Interface tops Q4 profit forecasts as margins improve; shares tick higher

Interface Inc. (NASDAQ:TILE) reported fourth-quarter results on Tuesday that exceeded profit expectations, while revenue came in just shy of analyst forecasts, sending shares modestly higher in after-hours trading.

The flooring manufacturer posted adjusted earnings per share of $0.49, beating the consensus estimate of $0.40. Revenue totaled $349.4 million, slightly below expectations of $349.64 million, but still representing a 4.3% increase year over year, or 1.6% growth on a currency-neutral basis.

Adjusted gross profit margin expanded by 169 basis points from the prior year to 38.6%, supported by favorable pricing dynamics, product mix improvements, and a one-time inventory reserve adjustment. These gains were partly offset by higher input costs.

For full-year fiscal 2025, Interface delivered record net sales of $1.39 billion, up 5.4% compared with the previous year. Adjusted earnings per share rose 32.9% to $1.94 from $1.46 in fiscal 2024.

“We delivered record results in 2025 as our team executed well in a dynamic macro environment,” said Laurel Hurd, CEO of Interface. “Currency-neutral net sales increased 4% YoY, driven by growth across all regions, all product categories, and key market segments.”

Looking ahead, the company forecast first-quarter fiscal 2026 revenue between $315 million and $325 million, with the midpoint of $320 million above analyst expectations of $315 million.
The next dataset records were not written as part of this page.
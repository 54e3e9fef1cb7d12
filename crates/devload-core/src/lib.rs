#![deny(clippy::all)]
#![warn(clippy::pedantic)]
#![allow(clippy::module_name_repetitions)]
#![allow(clippy::missing_errors_doc)]

//! Core types for devload.
//!
//! This crate holds the contracts between the module loader and the
//! development server it sits on: the transform service, the module graph,
//! the transformed module payload, and the error taxonomy that flows back
//! through recursive execution. It has no logging or runtime dependencies.

pub mod config;
pub mod error;
pub mod paths;
pub mod service;

pub use config::{LoaderConfig, ServerConfig};
pub use error::{Error, ExecutionError, LoadError};
pub use service::{DevServer, ModuleGraph, ResolvedId, TransformService, TransformedModule};
//! The isolated evaluation context.
//!
//! The runner owns caching and recursion; an [`Evaluator`] owns the actual
//! language runtime. It receives transformed code together with a
//! [`ModuleScope`] and must route every nested import through
//! [`ModuleScope::importer`] so the runner sees the whole import graph.

use crate::namespace::Exports;
use crate::runner::ModuleImporter;
use devload_core::paths::{file_url, to_file_path};
use devload_core::{LoadError, TransformedModule};
use futures::future::{self, FutureExt, LocalBoxFuture};
use std::path::{Path, PathBuf};

/// File metadata bound into module scope.
#[derive(Debug, Clone, PartialEq, Eq)]
pub struct ModuleMeta {
    /// Normalized module id.
    pub id: String,
    /// File the module was loaded from.
    pub filename: PathBuf,
    /// Directory containing `filename`.
    pub dirname: PathBuf,
    /// `file://` url of `filename`.
    pub url: String,
}

impl ModuleMeta {
    #[must_use]
    pub fn new(id: &str, root: &Path) -> Self {
        let filename = to_file_path(id, root);
        let dirname = filename
            .parent()
            .map_or_else(|| root.to_path_buf(), Path::to_path_buf);
        let url = file_url(&filename);
        Self {
            id: id.to_string(),
            filename,
            dirname,
            url,
        }
    }
}

/// Everything a module body can reach besides globals.
#[derive(Debug, Clone)]
pub struct ModuleScope {
    pub meta: ModuleMeta,
    /// The module's export binding point. Importers already hold this handle.
    pub exports: Exports,
    /// Scoped import hook; resolves relative to this module.
    pub importer: ModuleImporter,
}

/// A language runtime able to run transformed code.
pub trait Evaluator {
    /// Run `module` to completion, writing its exports into `scope.exports`.
    ///
    /// Errors from nested imports should be returned as-is.
    fn evaluate<'a>(
        &'a self,
        module: &'a TransformedModule,
        scope: ModuleScope,
    ) -> LocalBoxFuture<'a, Result<(), LoadError>>;

    /// Load a module the host runtime provides natively.
    fn import_external<'a>(&'a self, id: &'a str) -> LocalBoxFuture<'a, Result<Exports, LoadError>> {
        future::ready(Err(LoadError::ExternalUnsupported { id: id.to_string() })).boxed_local()
    }
}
Interface noted that fiscal 2026 will include 53 weeks, with an additional week falling in the first quarter.

For the full fiscal year 2026, Interface expects net sales in the range of $1.42 billion to $1.46 billion. Adjusted gross profit margin is projected between 38.5% and 39.0%, while adjusted SG&A expenses are anticipated to account for 26.2% to 26.4% of net sales. Capital expenditures are expected to total approximately $55 million.